Determination of (14)C-labelled amino acid accumulation in antifungal drug-pretreated mycelia is a suitable method for studying PAFE in A. fumigatus. Antifungal drugs with fungicidal activity tend to possess longer PAFE compared to fungistatic drugs.
通过放射性测定法研究抗真菌药物对烟曲霉的抗真菌后效应(PAFE),并将结果与白色念珠菌的结果进行比较。

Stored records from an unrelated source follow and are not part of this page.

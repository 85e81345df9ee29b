//! SCRFD face detector
//!
//! InsightFace SCRFD family: anchor-free detection heads at several strides,
//! each emitting scores, distance-encoded boxes and optional 5-point
//! landmarks.

use anyhow::{Context, Result};
use image::RgbImage;
use openvino::{ElementType, InferRequest, Shape, Tensor};

use super::openvino::SafeCompiledModel;
use super::preprocess::{image_to_nchw, resize_with_padding, ResizeInfo, DETECTOR_INPUT_SIZE};
use super::{BoundingBox, Detection, FaceDetector};

pub struct ScrfdDetector {
    model: SafeCompiledModel,
    confidence_threshold: f32,
    nms_threshold: f32,
}

impl ScrfdDetector {
    pub fn new(model: SafeCompiledModel, confidence_threshold: f32) -> Self {
        Self {
            model,
            confidence_threshold,
            nms_threshold: 0.4,
        }
    }

    fn run_inference(&self, frame: &RgbImage) -> Result<InferRequest> {
        let (target_w, target_h) = DETECTOR_INPUT_SIZE;
        let letterboxed = resize_with_padding(frame, target_w, target_h);
        let input_tensor = image_to_nchw(&letterboxed);

        let mut request = self.model.create_infer_request()?;

        let input_shape = Shape::new(&[1, 3, target_h as i64, target_w as i64])?;
        let mut input = Tensor::new(ElementType::F32, &input_shape)?;
        let input_data = input_tensor
            .as_slice()
            .context("detector input tensor not contiguous")?;
        unsafe {
            let tensor_data = input.get_raw_data_mut()?.as_mut_ptr() as *mut f32;
            std::ptr::copy_nonoverlapping(input_data.as_ptr(), tensor_data, input_data.len());
        }
        request.set_input_tensor(&input)?;
        request.infer()?;
        Ok(request)
    }

    /// SCRFD models expose `strides * (scores, boxes[, landmarks])` outputs;
    /// the output count identifies the head layout.
    fn head_layout(request: &InferRequest) -> (usize, bool, usize) {
        let mut output_count = 0;
        for i in 0..20 {
            if request.get_output_tensor_by_index(i).is_ok() {
                output_count += 1;
            } else {
                break;
            }
        }
        match output_count {
            6 => (3, false, 2),
            9 => (3, true, 2),
            10 => (5, false, 1),
            15 => (5, true, 1),
            other => {
                tracing::warn!("unexpected SCRFD output count {other}, assuming 3-stride layout");
                (3, true, 2)
            }
        }
    }

    fn parse_outputs(&self, request: &InferRequest, resize_info: &ResizeInfo) -> Result<Vec<Detection>> {
        let (stride_count, has_landmarks, anchors_per_cell) = Self::head_layout(request);
        let strides: &[i32] = if stride_count == 3 {
            &[8, 16, 32]
        } else {
            &[8, 16, 32, 64, 128]
        };

        let (input_w, input_h) = (DETECTOR_INPUT_SIZE.0 as i32, DETECTOR_INPUT_SIZE.1 as i32);
        let mut detections = Vec::new();

        for (idx, &stride) in strides.iter().enumerate() {
            let scores = read_tensor_f32(&request.get_output_tensor_by_index(idx)?)?;
            let boxes = read_tensor_f32(&request.get_output_tensor_by_index(idx + stride_count)?)?;
            let landmarks = if has_landmarks {
                Some(read_tensor_f32(
                    &request.get_output_tensor_by_index(idx + stride_count * 2)?,
                )?)
            } else {
                None
            };

            let feat_w = input_w / stride;
            let feat_h = input_h / stride;

            for cell in 0..(feat_w * feat_h) {
                let cx = ((cell % feat_w) * stride) as f32;
                let cy = ((cell / feat_w) * stride) as f32;

                for anchor in 0..anchors_per_cell {
                    let i = cell as usize * anchors_per_cell + anchor;
                    let Some(&score) = scores.get(i) else { continue };
                    if score < self.confidence_threshold {
                        continue;
                    }
                    let Some(distances) = boxes.get(i * 4..i * 4 + 4) else {
                        continue;
                    };

                    // Distance-to-border box encoding, scaled by stride.
                    let x1 = cx - distances[0] * stride as f32;
                    let y1 = cy - distances[1] * stride as f32;
                    let x2 = cx + distances[2] * stride as f32;
                    let y2 = cy + distances[3] * stride as f32;

                    let points = landmarks
                        .as_ref()
                        .and_then(|data| data.get(i * 10..i * 10 + 10))
                        .map(|chunk| {
                            chunk
                                .chunks_exact(2)
                                .map(|point| {
                                    let (px, py) = resize_info.to_original(
                                        cx + point[0] * stride as f32,
                                        cy + point[1] * stride as f32,
                                    );
                                    [px, py]
                                })
                                .collect::<Vec<[f32; 2]>>()
                        })
                        .unwrap_or_default();

                    let (ox1, oy1) = resize_info.to_original(x1, y1);
                    let (ox2, oy2) = resize_info.to_original(x2, y2);
                    let max_w = resize_info.original_width as f32;
                    let max_h = resize_info.original_height as f32;

                    detections.push(Detection {
                        bbox: BoundingBox {
                            x1: ox1.clamp(0.0, max_w),
                            y1: oy1.clamp(0.0, max_h),
                            x2: ox2.clamp(0.0, max_w),
                            y2: oy2.clamp(0.0, max_h),
                        },
                        landmarks: points,
                        score,
                    });
                }
            }
        }

        Ok(self.nms(detections))
    }

    fn nms(&self, mut detections: Vec<Detection>) -> Vec<Detection> {
        if detections.is_empty() {
            return detections;
        }
        detections.sort_by(|a, b| b.score.total_cmp(&a.score));

        let mut keep: Vec<Detection> = Vec::new();
        for candidate in detections {
            if keep
                .iter()
                .all(|kept| kept.bbox.iou(&candidate.bbox) <= self.nms_threshold)
            {
                keep.push(candidate);
            }
        }
        keep
    }
}

impl FaceDetector for ScrfdDetector {
    fn detect(&self, frame: &RgbImage) -> Result<Vec<Detection>> {
        let resize_info = ResizeInfo::new(frame.dimensions(), DETECTOR_INPUT_SIZE);
        let request = self.run_inference(frame)?;
        let detections = self.parse_outputs(&request, &resize_info)?;
        tracing::debug!("detected {} face(s)", detections.len());
        Ok(detections)
    }
}

fn read_tensor_f32(tensor: &Tensor) -> Result<Vec<f32>> {
    let shape = tensor.get_shape()?;
    let total: i64 = shape.get_dimensions().iter().product();
    let data = unsafe {
        let ptr = tensor.get_raw_data()?.as_ptr() as *const f32;
        std::slice::from_raw_parts(ptr, total as usize).to_vec()
    };
    Ok(data)
}

#[cfg(test)]
mod tests {
    use super::*;

    #[test]
    fn test_iou_overlap() {
        let a = BoundingBox {
            x1: 0.0,
            y1: 0.0,
            x2: 10.0,
            y2: 10.0,
        };
        let b = BoundingBox {
            x1: 5.0,
            y1: 5.0,
            x2: 15.0,
            y2: 15.0,
        };
        // Intersection 25, union 175.
        assert!((a.iou(&b) - 25.0 / 175.0).abs() < 1e-4);
    }

    #[test]
    fn test_iou_disjoint_is_zero() {
        let a = BoundingBox {
            x1: 0.0,
            y1: 0.0,
            x2: 4.0,
            y2: 4.0,
        };
        let b = BoundingBox {
            x1: 10.0,
            y1: 10.0,
            x2: 14.0,
            y2: 14.0,
        };
        assert_eq!(a.iou(&b), 0.0);
    }
}
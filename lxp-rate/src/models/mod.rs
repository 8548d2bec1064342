//! Data model for stimuli, trials, sessions and result records

pub mod profile;
pub mod rating;
pub mod record;
pub mod session;
pub mod stimulus;
pub mod trial;

pub use profile::{ProfileAnswer, ProfileQuestion, ProfileRecord};
pub use rating::{RatingScale, Ratings, ScaleError};
pub use record::{PhaseResult, ResultRecord};
pub use session::{PhaseCursor, PhaseProgress, SequencerState, Session, SessionError};
pub use stimulus::{ItemKey, StimulusFile};
pub use trial::{Phase, Trial};
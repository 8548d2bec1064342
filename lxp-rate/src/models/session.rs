//! Participant session state machine
//!
//! Sequencer states: `Ready(i)` for `0 <= i < total`, then `Done` (terminal).
//! Within the current trial, phases progress `Awaiting(0) → Awaiting(1) → … →
//! Complete`. A phase can only be rated after it has been played at least once.
//!
//! Every transition takes `&Session` and returns a new `Session`, so the
//! caller decides when a transition is committed.

use super::rating::Ratings;
use super::trial::Trial;
use chrono::{DateTime, Utc};
use serde::Serialize;
use std::sync::Arc;
use thiserror::Error;

/// Rejected session transition
#[derive(Debug, Clone, Error, PartialEq, Eq)]
pub enum SessionError {
    /// Queue exhausted
    #[error("Session complete: no current trial")]
    Exhausted,

    #[error("Phase {0} does not exist in the current trial")]
    UnknownPhase(usize),

    /// Phase is after the one awaiting a rating
    #[error("Phase {0} is locked until the preceding phases are rated")]
    PhaseLocked(usize),

    /// Rating submitted before playback
    #[error("Phase {0} must be played before it can be rated")]
    NotUnlocked(usize),

    #[error("All phases of the current trial are already rated")]
    TrialComplete,
}

/// Position in the presentation order
#[derive(Debug, Clone, Copy, PartialEq, Eq, Serialize)]
#[serde(tag = "state", content = "position", rename_all = "snake_case")]
pub enum SequencerState {
    Ready(usize),
    Done,
}

/// Progress through the phases of the current trial
#[derive(Debug, Clone, Copy, PartialEq, Eq, Serialize)]
#[serde(tag = "status", content = "phase", rename_all = "snake_case")]
pub enum PhaseCursor {
    Awaiting(usize),
    Complete,
}

/// Transient per-phase state, reset whenever the session advances
#[derive(Debug, Clone, Default, PartialEq, Eq, Serialize)]
pub struct PhaseProgress {
    pub play_count: u32,
    pub ratings: Option<Ratings>,
}

impl PhaseProgress {
    pub fn is_unlocked(&self) -> bool {
        self.play_count >= 1
    }
}

/// One participant's pass through an ordered trial sequence
#[derive(Debug, Clone)]
pub struct Session {
    participant_id: String,
    started_at: DateTime<Utc>,
    order_seed: u64,
    trials: Arc<[Trial]>,
    position: usize,
    phases: Vec<PhaseProgress>,
}

impl Session {
    /// Create a session over trials already in presentation order
    pub fn new(
        participant_id: impl Into<String>,
        started_at: DateTime<Utc>,
        order_seed: u64,
        trials: Vec<Trial>,
    ) -> Self {
        let trials: Arc<[Trial]> = trials.into();
        let phases = fresh_progress(trials.first());
        Self {
            participant_id: participant_id.into(),
            started_at,
            order_seed,
            trials,
            position: 0,
            phases,
        }
    }

    pub fn participant_id(&self) -> &str {
        &self.participant_id
    }

    pub fn started_at(&self) -> DateTime<Utc> {
        self.started_at
    }

    /// Seed that produced the presentation order
    pub fn order_seed(&self) -> u64 {
        self.order_seed
    }

    /// Trials in presentation order
    pub fn trials(&self) -> &[Trial] {
        &self.trials
    }

    pub fn position(&self) -> usize {
        self.position
    }

    pub fn total(&self) -> usize {
        self.trials.len()
    }

    pub fn remaining(&self) -> usize {
        self.total() - self.position
    }

    pub fn state(&self) -> SequencerState {
        if self.position < self.trials.len() {
            SequencerState::Ready(self.position)
        } else {
            SequencerState::Done
        }
    }

    pub fn is_done(&self) -> bool {
        self.state() == SequencerState::Done
    }

    /// Current trial, or `None` once the queue is exhausted
    pub fn current(&self) -> Option<&Trial> {
        self.trials.get(self.position)
    }

    /// Per-phase state of the current trial
    pub fn phase_progress(&self) -> &[PhaseProgress] {
        &self.phases
    }

    /// `None` once the session is done
    pub fn cursor(&self) -> Option<PhaseCursor> {
        self.current()?;
        Some(
            self.phases
                .iter()
                .position(|p| p.ratings.is_none())
                .map(PhaseCursor::Awaiting)
                .unwrap_or(PhaseCursor::Complete),
        )
    }

    /// Count one playback of `phase`, unlocking it for rating
    ///
    /// Allowed for the awaiting phase and any already-rated phase (replays).
    pub fn record_play(&self, phase: usize) -> Result<Session, SessionError> {
        let trial = self.current().ok_or(SessionError::Exhausted)?;
        if phase >= trial.phase_count() {
            return Err(SessionError::UnknownPhase(phase));
        }
        if let Some(PhaseCursor::Awaiting(awaiting)) = self.cursor() {
            if phase > awaiting {
                return Err(SessionError::PhaseLocked(phase));
            }
        }

        let mut next = self.clone();
        next.phases[phase].play_count += 1;
        Ok(next)
    }

    /// Rate the awaiting phase
    ///
    /// Range checking is the caller's job (see `RatingScale::check`); this
    /// enforces ordering and the play-before-rate gate.
    pub fn submit_rating(&self, ratings: Ratings) -> Result<Session, SessionError> {
        let awaiting = match self.cursor() {
            None => return Err(SessionError::Exhausted),
            Some(PhaseCursor::Complete) => return Err(SessionError::TrialComplete),
            Some(PhaseCursor::Awaiting(i)) => i,
        };
        if !self.phases[awaiting].is_unlocked() {
            return Err(SessionError::NotUnlocked(awaiting));
        }

        let mut next = self.clone();
        next.phases[awaiting].ratings = Some(ratings);
        Ok(next)
    }

    /// Move to the next trial
    ///
    /// Does not check that the current trial was recorded; callers advance only
    /// after a record has been emitted. At `Done` this is a no-op.
    pub fn advance(&self) -> Session {
        if self.is_done() {
            return self.clone();
        }
        let mut next = self.clone();
        next.position += 1;
        next.phases = fresh_progress(next.trials.get(next.position));
        next
    }
}

fn fresh_progress(trial: Option<&Trial>) -> Vec<PhaseProgress> {
    trial
        .map(|t| vec![PhaseProgress::default(); t.phase_count()])
        .unwrap_or_default()
}
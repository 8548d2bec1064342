//! Append-only persistence targets for result and profile records
//!
//! The local CSV sink is authoritative. The remote sink is an additional
//! durability hedge; see [`DualSink`] for how the two are combined.

pub mod csv_sink;
pub mod dual;
pub mod layout;
pub mod remote_sink;

pub use csv_sink::CsvSink;
pub use dual::{Delivery, DualSink, RemoteOutcome};
pub use layout::{ProfileLayout, RecordLayout};
pub use remote_sink::RemoteSink;

use crate::models::{ProfileRecord, ResultRecord};
use async_trait::async_trait;
use thiserror::Error;

/// Sink errors
#[derive(Debug, Error)]
pub enum SinkError {
    #[error("IO error: {0}")]
    Io(#[from] std::io::Error),

    #[error("CSV error: {0}")]
    Csv(#[from] csv::Error),

    /// Network failure talking to the remote endpoint
    #[error("Remote sink error: {0}")]
    Remote(String),

    /// Remote endpoint answered with a non-success status
    #[error("Remote sink returned {0}: {1}")]
    Status(u16, String),

    /// Column configuration does not match the layout
    #[error("Layout error: {0}")]
    Layout(String),
}

/// Append-only table target
#[async_trait]
pub trait ResultSink: Send + Sync {
    /// Short name for logs
    fn name(&self) -> &'static str;

    async fn append_result(&self, layout: &RecordLayout, record: &ResultRecord) -> Result<(), SinkError>;

    async fn append_profile(&self, layout: &ProfileLayout, record: &ProfileRecord) -> Result<(), SinkError>;
}
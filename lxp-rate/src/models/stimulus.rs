//! Listed stimulus files and the item keys that join them across conditions

use serde::{Deserialize, Serialize};
use std::fmt;
use std::path::{Path, PathBuf};

/// One audio file found by a directory scan
///
/// Immutable once listed. `label` is the condition or block whose directory
/// the file was found in.
#[derive(Debug, Clone, PartialEq, Eq, Serialize)]
pub struct StimulusFile {
    /// Full path as discovered on disk
    pub path: PathBuf,
    /// File name including extension
    pub filename: String,
    /// Condition/block label of the listing
    pub label: String,
}

impl StimulusFile {
    pub fn new(path: PathBuf, label: impl Into<String>) -> Self {
        let filename = path
            .file_name()
            .map(|n| n.to_string_lossy().into_owned())
            .unwrap_or_default();
        Self {
            path,
            filename,
            label: label.into(),
        }
    }

    /// Path relative to `root`, with forward slashes
    ///
    /// Falls back to the bare filename when the file is not under `root`.
    pub fn relative_to(&self, root: &Path) -> String {
        self.path
            .strip_prefix(root)
            .map(|p| p.to_string_lossy().replace('\\', "/"))
            .unwrap_or_else(|_| self.filename.clone())
    }
}

/// Identifier shared by files belonging to the same underlying item
#[derive(Debug, Clone, PartialEq, Eq, PartialOrd, Ord, Hash, Serialize, Deserialize)]
#[serde(transparent)]
pub struct ItemKey(String);

impl ItemKey {
    pub fn new(key: impl Into<String>) -> Self {
        Self(key.into())
    }

    pub fn as_str(&self) -> &str {
        &self.0
    }
}

impl fmt::Display for ItemKey {
    fn fmt(&self, f: &mut fmt::Formatter<'_>) -> fmt::Result {
        f.write_str(&self.0)
    }
}

impl AsRef<str> for ItemKey {
    fn as_ref(&self) -> &str {
        &self.0
    }
}
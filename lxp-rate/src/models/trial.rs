//! Presentable trials

use super::stimulus::{ItemKey, StimulusFile};
use serde::Serialize;

/// One condition-specific sub-presentation of a trial
#[derive(Debug, Clone, PartialEq, Eq, Serialize)]
pub struct Phase {
    /// Condition label (e.g. "SEQ"), or the block name for single-file trials
    pub label: String,
    pub file: StimulusFile,
}

/// One presentable unit of the experiment
///
/// Single-file trials carry one phase. Paired and n-tuple trials carry one
/// phase per condition, in the design's declared condition order.
#[derive(Debug, Clone, PartialEq, Eq, Serialize)]
pub struct Trial {
    pub block: String,
    pub key: ItemKey,
    pub phases: Vec<Phase>,
}

impl Trial {
    /// Single-file trial; the phase is labelled with the block
    pub fn single(block: impl Into<String>, key: ItemKey, file: StimulusFile) -> Self {
        let block = block.into();
        Self {
            phases: vec![Phase {
                label: block.clone(),
                file,
            }],
            block,
            key,
        }
    }

    /// A trial is usable only when it has at least one phase
    pub fn is_consistent(&self) -> bool {
        !self.phases.is_empty()
    }

    pub fn phase_count(&self) -> usize {
        self.phases.len()
    }

    /// Stable identifier, `block/key`
    pub fn id(&self) -> String {
        format!("{}/{}", self.block, self.key)
    }
}
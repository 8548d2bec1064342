//! Result records handed to sinks

use super::rating::Ratings;
use super::stimulus::ItemKey;
use chrono::{DateTime, Utc};
use serde::Serialize;

/// Ratings and playback count for one phase of a completed trial
#[derive(Debug, Clone, PartialEq, Eq, Serialize)]
pub struct PhaseResult {
    pub label: String,
    pub filename: String,
    pub ratings: Ratings,
    pub play_count: u32,
}

/// One row per completed trial. Immutable and append-only.
#[derive(Debug, Clone, PartialEq, Eq, Serialize)]
pub struct ResultRecord {
    pub participant_id: String,
    pub timestamp: DateTime<Utc>,
    pub session_started_at: DateTime<Utc>,
    pub block: String,
    pub item_key: ItemKey,
    /// Zero-based position of the trial in the presentation order
    pub trial_index: usize,
    pub phases: Vec<PhaseResult>,
    pub notes: String,
}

在96孔微量滴定板中预培养48小时的烟曲霉培养物暴露于不同浓度的抗真菌药物2小时。将经药物处理的菌丝体洗涤后,在含有(14)C标记氨基酸的RPMI 1640中孵育,并测定不同时间间隔菌丝体中放射性的积累。通过绘制与菌丝体相关的放射性量与处理后孵育时间的关系图来确定PAFE。通过在无药物培养基中在不同时间间隔24小时测定经药物预处理细胞的增殖(cfu/mL)来检查抗真菌药物对白色念珠菌的PAFE。
两性霉素B对烟曲霉产生了较长的PAFE(7.5±0.70小时),而伊曲康唑(0.5±0.0小时)、伏立康唑(0.5±0.0小时)、泊沙康唑(0.75±0.35小时)、雷夫康唑(0.38±0.17小时)以及棘白菌素类卡泊芬净(≤0.5小时)和米卡芬净(≤0.5小时)产生较短的PAFE。白色念珠菌短时间(1小时)暴露于低浓度(0.125 - 1mg/L)的两性霉素B(5.3±1.15小时)、卡泊芬净(5.6±0.57小时)和米卡芬净(5±1.0小时)产生较长的PAFE,而三唑类产生较短(≤0.5小时) 的PAFE。
测定抗真菌药物预处理菌丝体中(14)C标记氨基酸的积累是研究烟曲霉PAFE的合适方法。与抑菌药物相比具有杀菌活性 的抗真菌药物往往具有更长的PAFE。